_WHAT YOU WILL DO_: In how many lines of the listing below does "Hash" appear? Give only the figure.

_ENTRIES SHOWN_:
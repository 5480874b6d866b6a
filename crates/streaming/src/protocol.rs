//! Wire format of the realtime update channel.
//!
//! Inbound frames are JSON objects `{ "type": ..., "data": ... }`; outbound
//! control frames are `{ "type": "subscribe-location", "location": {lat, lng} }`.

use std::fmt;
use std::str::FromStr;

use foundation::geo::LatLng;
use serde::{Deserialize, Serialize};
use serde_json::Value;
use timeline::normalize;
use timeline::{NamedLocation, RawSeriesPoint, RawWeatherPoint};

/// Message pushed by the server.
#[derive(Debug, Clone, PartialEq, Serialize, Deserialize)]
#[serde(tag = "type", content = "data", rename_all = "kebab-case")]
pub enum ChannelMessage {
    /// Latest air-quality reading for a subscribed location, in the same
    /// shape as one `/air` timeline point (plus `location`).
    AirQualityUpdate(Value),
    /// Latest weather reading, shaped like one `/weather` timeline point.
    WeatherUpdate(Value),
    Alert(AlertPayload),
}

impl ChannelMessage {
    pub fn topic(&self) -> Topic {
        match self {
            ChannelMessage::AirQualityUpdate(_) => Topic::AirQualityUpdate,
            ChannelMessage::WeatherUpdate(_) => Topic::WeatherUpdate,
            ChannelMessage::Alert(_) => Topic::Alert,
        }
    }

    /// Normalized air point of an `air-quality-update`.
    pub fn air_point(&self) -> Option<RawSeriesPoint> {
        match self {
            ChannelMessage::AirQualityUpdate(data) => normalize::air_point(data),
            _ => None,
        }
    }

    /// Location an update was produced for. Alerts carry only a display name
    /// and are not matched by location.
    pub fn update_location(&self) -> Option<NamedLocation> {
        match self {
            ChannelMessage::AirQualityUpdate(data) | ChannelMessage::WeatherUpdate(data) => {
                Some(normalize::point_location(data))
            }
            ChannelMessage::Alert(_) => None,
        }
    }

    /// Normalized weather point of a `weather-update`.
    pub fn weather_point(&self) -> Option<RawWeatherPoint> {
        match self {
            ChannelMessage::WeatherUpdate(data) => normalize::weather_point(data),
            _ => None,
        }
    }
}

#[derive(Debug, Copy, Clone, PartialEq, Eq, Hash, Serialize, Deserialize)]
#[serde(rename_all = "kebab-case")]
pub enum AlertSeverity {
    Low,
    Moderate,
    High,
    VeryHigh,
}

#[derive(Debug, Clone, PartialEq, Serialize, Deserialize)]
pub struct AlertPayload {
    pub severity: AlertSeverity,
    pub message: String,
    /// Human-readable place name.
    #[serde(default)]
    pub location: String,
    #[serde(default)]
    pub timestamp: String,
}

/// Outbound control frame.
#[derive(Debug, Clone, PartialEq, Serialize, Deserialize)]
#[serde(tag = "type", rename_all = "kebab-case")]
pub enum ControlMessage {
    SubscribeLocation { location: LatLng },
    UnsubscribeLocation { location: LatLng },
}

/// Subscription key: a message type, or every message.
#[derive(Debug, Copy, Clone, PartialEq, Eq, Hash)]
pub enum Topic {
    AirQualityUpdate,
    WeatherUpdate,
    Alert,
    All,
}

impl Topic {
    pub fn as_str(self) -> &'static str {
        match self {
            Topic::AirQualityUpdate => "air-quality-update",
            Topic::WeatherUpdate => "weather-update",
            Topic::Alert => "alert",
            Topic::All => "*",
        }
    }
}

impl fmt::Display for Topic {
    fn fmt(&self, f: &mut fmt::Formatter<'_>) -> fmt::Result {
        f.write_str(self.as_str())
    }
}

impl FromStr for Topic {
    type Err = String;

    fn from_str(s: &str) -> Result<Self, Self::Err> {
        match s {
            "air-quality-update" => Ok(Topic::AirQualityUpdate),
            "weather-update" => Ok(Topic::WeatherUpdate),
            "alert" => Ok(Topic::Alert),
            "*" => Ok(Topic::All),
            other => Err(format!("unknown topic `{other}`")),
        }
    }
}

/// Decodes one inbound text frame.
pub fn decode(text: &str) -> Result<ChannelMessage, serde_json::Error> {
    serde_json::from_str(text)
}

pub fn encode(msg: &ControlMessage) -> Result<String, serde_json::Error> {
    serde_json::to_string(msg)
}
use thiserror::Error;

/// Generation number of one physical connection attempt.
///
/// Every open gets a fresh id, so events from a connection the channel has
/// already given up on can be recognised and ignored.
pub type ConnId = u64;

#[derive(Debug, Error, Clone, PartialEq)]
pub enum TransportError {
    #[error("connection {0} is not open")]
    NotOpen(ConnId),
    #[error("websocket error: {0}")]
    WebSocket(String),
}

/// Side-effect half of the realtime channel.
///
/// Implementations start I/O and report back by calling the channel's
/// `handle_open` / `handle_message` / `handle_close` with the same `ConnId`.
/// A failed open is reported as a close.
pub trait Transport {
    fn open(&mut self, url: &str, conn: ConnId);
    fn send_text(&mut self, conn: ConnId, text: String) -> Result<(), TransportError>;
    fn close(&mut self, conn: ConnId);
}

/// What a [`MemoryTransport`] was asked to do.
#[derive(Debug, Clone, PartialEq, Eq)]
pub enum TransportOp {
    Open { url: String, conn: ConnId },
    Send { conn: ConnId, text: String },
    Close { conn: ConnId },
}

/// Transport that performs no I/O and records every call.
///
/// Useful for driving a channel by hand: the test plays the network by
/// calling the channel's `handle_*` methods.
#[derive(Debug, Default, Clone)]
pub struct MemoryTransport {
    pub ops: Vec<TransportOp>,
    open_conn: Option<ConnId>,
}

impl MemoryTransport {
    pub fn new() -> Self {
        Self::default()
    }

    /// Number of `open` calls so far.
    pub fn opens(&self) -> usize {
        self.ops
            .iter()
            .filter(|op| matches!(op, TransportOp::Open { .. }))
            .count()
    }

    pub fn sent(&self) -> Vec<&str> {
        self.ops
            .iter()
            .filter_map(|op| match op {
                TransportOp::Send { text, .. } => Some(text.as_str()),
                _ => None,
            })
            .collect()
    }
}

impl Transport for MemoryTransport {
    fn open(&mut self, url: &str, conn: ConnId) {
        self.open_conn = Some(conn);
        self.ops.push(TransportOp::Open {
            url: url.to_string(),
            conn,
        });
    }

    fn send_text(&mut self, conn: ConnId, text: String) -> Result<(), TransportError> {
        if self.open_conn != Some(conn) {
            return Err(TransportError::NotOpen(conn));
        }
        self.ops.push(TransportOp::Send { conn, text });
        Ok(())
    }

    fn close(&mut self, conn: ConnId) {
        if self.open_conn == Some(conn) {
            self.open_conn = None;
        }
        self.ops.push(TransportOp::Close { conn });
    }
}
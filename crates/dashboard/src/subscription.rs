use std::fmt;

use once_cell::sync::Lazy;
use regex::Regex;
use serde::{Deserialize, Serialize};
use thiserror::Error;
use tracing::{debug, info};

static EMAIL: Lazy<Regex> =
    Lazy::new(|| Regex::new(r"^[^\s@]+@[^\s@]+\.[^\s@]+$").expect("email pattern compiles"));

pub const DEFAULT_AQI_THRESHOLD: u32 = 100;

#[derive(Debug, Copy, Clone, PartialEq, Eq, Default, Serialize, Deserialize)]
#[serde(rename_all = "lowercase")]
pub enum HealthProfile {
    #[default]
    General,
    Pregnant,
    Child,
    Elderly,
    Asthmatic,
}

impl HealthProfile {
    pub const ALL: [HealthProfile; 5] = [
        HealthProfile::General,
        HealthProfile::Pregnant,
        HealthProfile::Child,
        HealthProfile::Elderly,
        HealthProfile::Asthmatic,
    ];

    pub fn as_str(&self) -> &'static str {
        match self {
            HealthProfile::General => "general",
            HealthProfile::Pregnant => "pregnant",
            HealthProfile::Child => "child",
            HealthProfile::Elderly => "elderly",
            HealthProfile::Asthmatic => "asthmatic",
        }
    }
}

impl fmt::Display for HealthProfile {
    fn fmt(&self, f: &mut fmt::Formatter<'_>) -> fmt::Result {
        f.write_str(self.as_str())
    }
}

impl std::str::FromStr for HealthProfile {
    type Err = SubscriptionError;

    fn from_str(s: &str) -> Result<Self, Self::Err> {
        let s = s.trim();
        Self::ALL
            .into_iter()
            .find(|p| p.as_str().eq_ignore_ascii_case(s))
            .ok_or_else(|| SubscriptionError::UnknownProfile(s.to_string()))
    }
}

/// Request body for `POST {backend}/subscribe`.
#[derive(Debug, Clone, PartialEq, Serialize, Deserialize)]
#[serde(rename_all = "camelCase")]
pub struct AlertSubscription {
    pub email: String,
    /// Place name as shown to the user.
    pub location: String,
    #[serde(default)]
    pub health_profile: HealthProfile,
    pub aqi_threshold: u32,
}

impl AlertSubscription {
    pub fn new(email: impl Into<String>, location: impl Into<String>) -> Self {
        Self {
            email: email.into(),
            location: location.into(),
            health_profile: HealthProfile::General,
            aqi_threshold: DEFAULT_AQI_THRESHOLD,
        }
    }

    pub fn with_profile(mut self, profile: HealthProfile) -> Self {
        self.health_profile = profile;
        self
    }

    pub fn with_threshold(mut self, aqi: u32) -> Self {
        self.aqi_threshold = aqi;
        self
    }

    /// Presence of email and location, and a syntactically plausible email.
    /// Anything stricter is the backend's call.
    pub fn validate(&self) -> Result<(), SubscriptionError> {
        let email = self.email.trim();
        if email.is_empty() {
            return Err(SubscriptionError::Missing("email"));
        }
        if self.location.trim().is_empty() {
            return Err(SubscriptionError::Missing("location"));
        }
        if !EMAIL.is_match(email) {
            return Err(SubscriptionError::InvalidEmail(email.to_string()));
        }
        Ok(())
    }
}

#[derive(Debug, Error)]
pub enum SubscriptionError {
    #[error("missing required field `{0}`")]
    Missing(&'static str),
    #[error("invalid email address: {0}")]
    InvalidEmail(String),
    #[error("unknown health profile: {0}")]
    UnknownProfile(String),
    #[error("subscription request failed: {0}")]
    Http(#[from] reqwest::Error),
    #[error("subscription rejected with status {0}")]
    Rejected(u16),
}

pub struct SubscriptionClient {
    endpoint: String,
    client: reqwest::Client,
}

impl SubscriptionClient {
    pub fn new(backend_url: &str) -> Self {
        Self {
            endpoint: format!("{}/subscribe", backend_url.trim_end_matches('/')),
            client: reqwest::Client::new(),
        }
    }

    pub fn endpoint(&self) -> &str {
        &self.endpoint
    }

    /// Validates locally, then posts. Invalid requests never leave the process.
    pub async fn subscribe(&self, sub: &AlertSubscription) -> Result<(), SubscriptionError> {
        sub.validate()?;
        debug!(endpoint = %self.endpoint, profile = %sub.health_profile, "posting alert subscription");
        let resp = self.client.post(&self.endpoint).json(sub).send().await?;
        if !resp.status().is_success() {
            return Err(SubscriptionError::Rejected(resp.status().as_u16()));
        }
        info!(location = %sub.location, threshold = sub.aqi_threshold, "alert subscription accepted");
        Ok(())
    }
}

_THE COMPLETED TASK_: 2